3.2 Relationships between aerosol chemical and optical properties

Intrinsic aerosol optical properties, the AAE_370/660 (AAE_660/880; AAE_370/880) and SSA₅₃₂, ranged from 0.89–3.8 (1.01–2; 0.94–3.21) and 0.29–0.83, respectively (Tables S1 and S2†). Previous field emission measurements from agricultural residue burning have reported AAEs: Stockwell et al.³⁷ measured an AAE_405/870 of 1.58–3.53 and Holder et al.³⁹ measured an AAE_405/871 of 1.6–3.1. Stockwell et al.³⁷ measured SSA₄₀₅ ranging from 0.573–0.981, and Holder et al.³⁹ measured SSA₅₃₂ ranging from 0.67–0.96. The AAEs and SSA measured in the present study are within the range of previous measurements but towards the lower end of the previously reported ranges (Table S2†).

Previous studies have shown that the modified combustion efficiency (MCE) can influence the relative emissions of OC and EC,^48,68,71 with larger OC emissions during smouldering (low MCE) and larger EC emissions during flaming (high MCE) combustion. These relative abundances can influence the optical properties of aerosol particles since EC particles have stronger absorption strengths (with smaller absorption dependence on the wavelength, or AAE) when compared to OC, which exhibits relatively weaker absorption (and larger AAEs). In the present study, we observe larger AAEs in fires with smaller MCE, and the two have a significant inverse correlation (p < 0.1, Fig. 3). Spearman-rank correlation coefficients are shown in Fig. 3 and discussed throughout this section, with significant correlations (p < 0.1) noted. The MCE correlates positively with absorption strength (MAC₅₂₀) and positively (significant) with the EC/PM ratio. The positive correlation between EC/PM and MAC₅₂₀ is intuitive, as EC particles are stronger absorbers, and the overall aerosol mixture is likely absorbing with a larger contribution of EC to total PM. The OA (organic aerosol): EC ratios are also negatively correlated (significant) with MAC₅₂₀ and positively with AAE_370/660. The combustion efficiency is also negatively correlated with OC_HV/OC_LV, a ratio between the higher and lower volatility organic carbon fractions. Saleh et al.⁴⁶ proposed that as the combustion is more complete (i.e. higher combustion efficiency), more organic carbon particles reach lower volatility and optical behaviour closer to that of black carbon, i.e. long-chain graphite-like structures. These black-carbon-like particles have stronger absorption with weaker wavelength dependence of absorption and form a part of a continuum of absorption between weakly absorbing brown and strongly absorbing black carbon particles.
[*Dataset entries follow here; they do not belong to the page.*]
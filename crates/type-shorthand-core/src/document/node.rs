//! Node identifiers and node payloads.

use slotmap::new_key_type;

new_key_type! {
    /// A stable handle to a node in a [`Document`](super::Document).
    ///
    /// `NodeId`s stay valid while the tree around them is rearranged. They
    /// become invalid once the node (or one of its ancestors) is removed.
    pub struct NodeId;
}

/// The payload of a document node.
#[derive(Debug, Clone, PartialEq, Eq)]
pub enum NodeKind {
    /// The document root. There is exactly one per document.
    Root,
    /// An at-rule such as `@media (--s) { ... }` or `@type 10px;`.
    AtRule {
        /// Name without the leading `@`.
        name: String,
        /// Everything between the name and the block or `;`, trimmed.
        params: String,
        /// Whether the rule owns a `{ ... }` block.
        has_block: bool,
    },
    /// A qualified rule such as `h1 { ... }`.
    Rule {
        /// Raw selector text, trimmed.
        selector: String,
    },
    /// A `property: value` declaration.
    Declaration {
        property: String,
        value: String,
        important: bool,
    },
    /// A `/* ... */` comment.
    Comment {
        /// Comment body without the delimiters.
        text: String,
    },
}

impl NodeKind {
    /// Short type name, as used in log output.
    pub fn type_name(&self) -> &'static str {
        match self {
            Self::Root => "root",
            Self::AtRule { .. } => "atrule",
            Self::Rule { .. } => "rule",
            Self::Declaration { .. } => "decl",
            Self::Comment { .. } => "comment",
        }
    }

    /// Whether nodes of this kind may own children.
    pub fn is_container(&self) -> bool {
        matches!(self, Self::Root | Self::AtRule { .. } | Self::Rule { .. })
    }

    /// Returns `true` for an at-rule with the given name.
    pub fn is_at_rule_named(&self, wanted: &str) -> bool {
        matches!(self, Self::AtRule { name, .. } if name == wanted)
    }

    /// Returns `true` for a declaration of the given property.
    pub fn is_declaration_of(&self, wanted: &str) -> bool {
        matches!(self, Self::Declaration { property, .. } if property == wanted)
    }
}
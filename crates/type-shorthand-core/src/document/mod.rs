//! Mutable CSS document tree.
//!
//! Provides the tree the shorthand expander operates on:
//! - Stable node identifiers via arena-based storage
//! - Parent-child relationships with subtree removal
//! - Node constructors for at-rules, rules, declarations and comments
//! - Source positions for diagnostics
//!
//! The operations mirror what a PostCSS-style host offers a plugin:
//! [`Document::append`], [`Document::insert_before`],
//! [`Document::replace_with`] and [`Document::remove`].
//!
//! # Example
//!
//! ```
//! use type_shorthand_core::document::{Document, NodeKind};
//!
//! let mut doc = Document::new();
//! let media = doc.create_at_rule_block("media", "(--s)");
//! let decl = doc.create_declaration("font-size", "15px");
//! doc.append(media, decl).unwrap();
//! doc.append(doc.root(), media).unwrap();
//!
//! assert_eq!(doc.children(doc.root()).unwrap(), &[media]);
//! assert!(matches!(doc.kind(decl).unwrap(), NodeKind::Declaration { .. }));
//! ```

mod node;
mod source;

use std::fmt;
use std::path::{Path, PathBuf};

use slotmap::SlotMap;

pub use node::{NodeId, NodeKind};
pub use source::{Location, Position, SourceSpan};

use crate::logging::targets;

/// Errors that can occur during tree operations.
#[derive(Debug, Clone, PartialEq, Eq)]
pub enum TreeError {
    /// The node ID is invalid or the node has been removed.
    InvalidNodeId,
    /// Attempted to insert a node into itself or one of its descendants.
    CircularParentage,
    /// The parent cannot hold children (declarations and comments).
    NotAContainer,
    /// The anchor node is not a child of the given parent.
    NotAChild,
    /// The operation needs a node that is attached to a parent.
    Detached,
    /// The root node cannot be moved, replaced or removed.
    RootNode,
}

impl fmt::Display for TreeError {
    fn fmt(&self, f: &mut fmt::Formatter<'_>) -> fmt::Result {
        match self {
            Self::InvalidNodeId => write!(f, "Invalid or removed node ID"),
            Self::CircularParentage => {
                write!(f, "Cannot insert a node into itself or its descendants")
            }
            Self::NotAContainer => write!(f, "Node cannot contain children"),
            Self::NotAChild => write!(f, "Anchor node is not a child of the parent"),
            Self::Detached => write!(f, "Node is not attached to a parent"),
            Self::RootNode => write!(f, "The root node cannot be moved or removed"),
        }
    }
}

impl std::error::Error for TreeError {}

/// Result type for tree operations.
pub type TreeResult<T> = std::result::Result<T, TreeError>;

/// Internal data stored in the arena for each node.
#[derive(Debug, Clone)]
struct NodeData {
    kind: NodeKind,
    parent: Option<NodeId>,
    children: Vec<NodeId>,
    source: Option<SourceSpan>,
}

impl NodeData {
    fn new(kind: NodeKind) -> Self {
        Self {
            kind,
            parent: None,
            children: Vec::new(),
            source: None,
        }
    }
}

/// An ordered, mutable tree of CSS nodes.
///
/// Uses arena-based storage via SlotMap, so handles stay valid while
/// siblings are inserted or removed. Nodes created through the `create_*`
/// constructors start detached and join the tree once inserted.
#[derive(Debug, Clone)]
pub struct Document {
    nodes: SlotMap<NodeId, NodeData>,
    root: NodeId,
    file: Option<PathBuf>,
}

impl Document {
    /// Create an empty document.
    pub fn new() -> Self {
        let mut nodes = SlotMap::with_key();
        let root = nodes.insert(NodeData::new(NodeKind::Root));
        Self {
            nodes,
            root,
            file: None,
        }
    }

    /// Create an empty document that remembers the file it came from.
    pub fn with_file(path: impl Into<PathBuf>) -> Self {
        let mut doc = Self::new();
        doc.file = Some(path.into());
        doc
    }

    /// The file this document was read from, if any.
    pub fn file(&self) -> Option<&Path> {
        self.file.as_deref()
    }

    /// The root node.
    pub fn root(&self) -> NodeId {
        self.root
    }

    /// Number of live nodes, including the root and detached nodes.
    pub fn len(&self) -> usize {
        self.nodes.len()
    }

    /// Returns `true` if the root has no children.
    pub fn is_empty(&self) -> bool {
        self.nodes
            .get(self.root)
            .is_none_or(|root| root.children.is_empty())
    }

    /// Check if a node exists.
    pub fn contains(&self, id: NodeId) -> bool {
        self.nodes.contains_key(id)
    }

    /// Get the payload of a node.
    pub fn kind(&self, id: NodeId) -> TreeResult<&NodeKind> {
        self.data(id).map(|d| &d.kind)
    }

    /// Get the payload of a node for in-place edits.
    pub fn kind_mut(&mut self, id: NodeId) -> TreeResult<&mut NodeKind> {
        self.nodes
            .get_mut(id)
            .map(|d| &mut d.kind)
            .ok_or(TreeError::InvalidNodeId)
    }

    /// Get the parent of a node.
    pub fn parent(&self, id: NodeId) -> TreeResult<Option<NodeId>> {
        self.data(id).map(|d| d.parent)
    }

    /// Get the children of a node.
    pub fn children(&self, id: NodeId) -> TreeResult<&[NodeId]> {
        self.data(id).map(|d| d.children.as_slice())
    }

    /// Get the source span of a node.
    pub fn source(&self, id: NodeId) -> TreeResult<Option<SourceSpan>> {
        self.data(id).map(|d| d.source)
    }

    /// Set or clear the source span of a node.
    pub fn set_source(&mut self, id: NodeId, source: Option<SourceSpan>) -> TreeResult<()> {
        self.nodes
            .get_mut(id)
            .map(|d| d.source = source)
            .ok_or(TreeError::InvalidNodeId)
    }

    /// Resolve a node's start position into a diagnostic location.
    ///
    /// Returns `None` when the node is unknown or carries no source span.
    pub fn location(&self, id: NodeId) -> Option<Location> {
        let span = self.nodes.get(id)?.source?;
        Some(Location {
            file: self.file.clone(),
            line: span.start.line,
            column: span.start.column,
        })
    }

    /// Create a detached at-rule without a block (`@name params;`).
    pub fn create_at_rule(&mut self, name: impl Into<String>, params: impl Into<String>) -> NodeId {
        self.create(NodeKind::AtRule {
            name: name.into(),
            params: params.into(),
            has_block: false,
        })
    }

    /// Create a detached at-rule with an empty block (`@name params {}`).
    pub fn create_at_rule_block(
        &mut self,
        name: impl Into<String>,
        params: impl Into<String>,
    ) -> NodeId {
        self.create(NodeKind::AtRule {
            name: name.into(),
            params: params.into(),
            has_block: true,
        })
    }

    /// Create a detached qualified rule.
    pub fn create_rule(&mut self, selector: impl Into<String>) -> NodeId {
        self.create(NodeKind::Rule {
            selector: selector.into(),
        })
    }

    /// Create a detached declaration.
    pub fn create_declaration(
        &mut self,
        property: impl Into<String>,
        value: impl Into<String>,
    ) -> NodeId {
        self.create(NodeKind::Declaration {
            property: property.into(),
            value: value.into(),
            important: false,
        })
    }

    /// Create a detached comment.
    pub fn create_comment(&mut self, text: impl Into<String>) -> NodeId {
        self.create(NodeKind::Comment { text: text.into() })
    }

    fn create(&mut self, kind: NodeKind) -> NodeId {
        let type_name = kind.type_name();
        let id = self.nodes.insert(NodeData::new(kind));
        tracing::trace!(target: targets::DOCUMENT, ?id, type_name, "created node");
        id
    }

    /// Append `child` as the last child of `parent`.
    ///
    /// A child that is already attached elsewhere is moved.
    pub fn append(&mut self, parent: NodeId, child: NodeId) -> TreeResult<()> {
        self.check_insertable(parent, child)?;
        self.detach(child);
        let index = self.data(parent)?.children.len();
        self.attach(parent, index, child);
        Ok(())
    }

    /// Insert `node` into `parent` directly before `anchor`.
    ///
    /// A node that is already attached elsewhere is moved.
    pub fn insert_before(&mut self, parent: NodeId, anchor: NodeId, node: NodeId) -> TreeResult<()> {
        self.check_insertable(parent, node)?;
        self.index_of(parent, anchor)?;
        if node == anchor {
            return Ok(());
        }
        self.detach(node);
        let index = self.index_of(parent, anchor)?;
        self.attach(parent, index, node);
        Ok(())
    }

    /// Put `node` where `anchor` is and remove `anchor` with its subtree.
    pub fn replace_with(&mut self, anchor: NodeId, node: NodeId) -> TreeResult<()> {
        let parent = self.parent(anchor)?.ok_or(TreeError::Detached)?;
        self.insert_before(parent, anchor, node)?;
        self.remove(anchor)
    }

    /// Remove a node and all its descendants from the document.
    pub fn remove(&mut self, id: NodeId) -> TreeResult<()> {
        if id == self.root {
            return Err(TreeError::RootNode);
        }
        let descendants = self.collect_descendants(id)?;
        tracing::trace!(target: targets::DOCUMENT, ?id, descendant_count = descendants.len(), "removing node");

        self.detach(id);
        for child in descendants {
            self.nodes.remove(child);
        }
        self.nodes.remove(id);
        Ok(())
    }

    /// Position of `child` within `parent`.
    pub fn index_of(&self, parent: NodeId, child: NodeId) -> TreeResult<usize> {
        self.children(parent)?
            .iter()
            .position(|&c| c == child)
            .ok_or(TreeError::NotAChild)
    }

    /// All descendants of `id` in depth-first pre-order.
    ///
    /// The result is a snapshot: it does not follow later mutations.
    pub fn walk(&self, id: NodeId) -> TreeResult<Vec<NodeId>> {
        let mut result = Vec::new();
        self.walk_recursive(id, &mut result)?;
        Ok(result)
    }

    fn walk_recursive(&self, id: NodeId, result: &mut Vec<NodeId>) -> TreeResult<()> {
        for &child in &self.data(id)?.children {
            result.push(child);
            self.walk_recursive(child, result)?;
        }
        Ok(())
    }

    /// Collect all descendant IDs, children before parents.
    fn collect_descendants(&self, id: NodeId) -> TreeResult<Vec<NodeId>> {
        let mut result = Vec::new();
        self.collect_descendants_recursive(id, &mut result)?;
        Ok(result)
    }

    fn collect_descendants_recursive(&self, id: NodeId, result: &mut Vec<NodeId>) -> TreeResult<()> {
        for &child in &self.data(id)?.children {
            self.collect_descendants_recursive(child, result)?;
            result.push(child);
        }
        Ok(())
    }

    fn check_insertable(&self, parent: NodeId, node: NodeId) -> TreeResult<()> {
        if !self.data(parent)?.kind.is_container() {
            return Err(TreeError::NotAContainer);
        }
        if node == self.root {
            return Err(TreeError::RootNode);
        }
        self.data(node)?;
        if self.is_ancestor_of(node, parent) {
            return Err(TreeError::CircularParentage);
        }
        Ok(())
    }

    /// Check if `potential_ancestor` is `id` or one of its ancestors.
    fn is_ancestor_of(&self, potential_ancestor: NodeId, id: NodeId) -> bool {
        let mut current = Some(id);
        while let Some(current_id) = current {
            if current_id == potential_ancestor {
                return true;
            }
            current = self.nodes.get(current_id).and_then(|d| d.parent);
        }
        false
    }

    fn detach(&mut self, id: NodeId) {
        let old_parent = self.nodes.get_mut(id).and_then(|d| d.parent.take());
        if let Some(parent_id) = old_parent
            && let Some(parent) = self.nodes.get_mut(parent_id)
        {
            parent.children.retain(|&child| child != id);
        }
    }

    fn attach(&mut self, parent: NodeId, index: usize, child: NodeId) {
        if let Some(parent_data) = self.nodes.get_mut(parent) {
            parent_data.children.insert(index, child);
            if let NodeKind::AtRule { has_block, .. } = &mut parent_data.kind {
                *has_block = true;
            }
        }
        if let Some(child_data) = self.nodes.get_mut(child) {
            child_data.parent = Some(parent);
        }
        tracing::trace!(target: targets::DOCUMENT, ?parent, ?child, index, "attached node");
    }

    fn data(&self, id: NodeId) -> TreeResult<&NodeData> {
        self.nodes.get(id).ok_or(TreeError::InvalidNodeId)
    }
}

impl Default for Document {
    fn default() -> Self {
        Self::new()
    }
}
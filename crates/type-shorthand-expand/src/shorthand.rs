//! Parsing and resolving a single `type` shorthand value.

use crate::units::{format_number, is_custom_media, is_px, px_to_em, px_to_ratio, px_to_rem};

/// Placeholder that skips a position in the shorthand.
pub const SKIP_MARKER: &str = "/";

/// The fragments of one `<media>? <font-size> <line-height>? <letter-spacing>?`
/// value, before any unit conversion.
#[derive(Debug, Clone, Copy, Default, PartialEq, Eq)]
pub struct ParsedShorthand<'a> {
    /// Custom media query name, including the leading `--`.
    pub media: Option<&'a str>,
    pub font_size: Option<&'a str>,
    pub line_height: Option<&'a str>,
    pub letter_spacing: Option<&'a str>,
}

impl<'a> ParsedShorthand<'a> {
    /// Split a raw value on whitespace and assign the fragments.
    ///
    /// Fragments after the fourth (third without a media query) are ignored.
    pub fn parse(raw: &'a str) -> Self {
        let mut frags = raw.split_whitespace().peekable();
        let media = frags.next_if(|frag| is_custom_media(frag));

        Self {
            media,
            font_size: frags.next(),
            line_height: frags.next(),
            letter_spacing: frags.next(),
        }
    }
}

/// Declaration values after unit conversion.
///
/// A field is `None` when its fragment was absent. A field holding the skip
/// marker is kept as-is; [`TypographyValues::declarations`] filters it out.
#[derive(Debug, Clone, Default, PartialEq, Eq)]
pub struct TypographyValues {
    pub font_size: Option<String>,
    pub line_height: Option<String>,
    pub letter_spacing: Option<String>,
}

impl TypographyValues {
    /// Apply unit conversions to a parsed shorthand.
    ///
    /// With a pixel font size as reference, pixel line heights become unitless
    /// ratios and pixel letter spacings become `em`. With a root size, a pixel
    /// font size becomes `rem`. Values that cannot be converted are kept raw.
    pub fn resolve(shorthand: &ParsedShorthand<'_>, root_size: Option<&str>) -> Self {
        let font_size = shorthand.font_size;
        let mut line_height = shorthand.line_height.map(str::to_string);
        let mut letter_spacing = shorthand.letter_spacing.map(str::to_string);

        if let Some(reference) = font_size.filter(|fs| *fs != SKIP_MARKER) {
            if let Some(lh) = shorthand.line_height.filter(|v| is_px(v))
                && let Some(ratio) = px_to_ratio(lh, reference)
            {
                line_height = Some(format_number(ratio));
            }
            if let Some(ls) = shorthand.letter_spacing.filter(|v| is_px(v))
                && let Some(em) = px_to_em(ls, reference)
            {
                letter_spacing = Some(em);
            }
        }

        let font_size = match (font_size, root_size) {
            (Some(fs), Some(root)) if is_px(fs) => {
                Some(px_to_rem(fs, root).unwrap_or_else(|| fs.to_string()))
            }
            (fs, _) => fs.map(str::to_string),
        };

        Self {
            font_size,
            line_height,
            letter_spacing,
        }
    }

    /// The declarations to generate, in font-size, line-height,
    /// letter-spacing order, without absent, empty or skipped values.
    pub fn declarations(&self) -> Vec<(&'static str, &str)> {
        [
            ("font-size", self.font_size.as_deref()),
            ("line-height", self.line_height.as_deref()),
            ("letter-spacing", self.letter_spacing.as_deref()),
        ]
        .into_iter()
        .filter_map(|(property, value)| match value {
            Some(value) if !value.is_empty() && value != SKIP_MARKER => Some((property, value)),
            _ => None,
        })
        .collect()
    }
}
This absorption continuum is also evident in the present study, as the AAE_370/660 positively correlates (significant), while MAC₅₂₀ negatively correlates with OC_HV/OC_LV.

Fig. 3 Relationships between the modified combustion efficiency (MCE) and chemical (OA/EC and OC_HV/OC_LV) and optical properties (AAE_370/660 and MAC₅₂₀, in m² g⁻¹) of aerosol particles emitted from crop residue burning. Each marker in the scatter plots represents an experiment. The numbers indicate non-parametric Spearman's rank correlation coefficients, and stars indicate significant correlations (p < 0.1). The colours of each sub-plot represent the strength of correlation (R), ranging from strong positive in dark red to weak correlations in white to strong negative correlations in dark blue.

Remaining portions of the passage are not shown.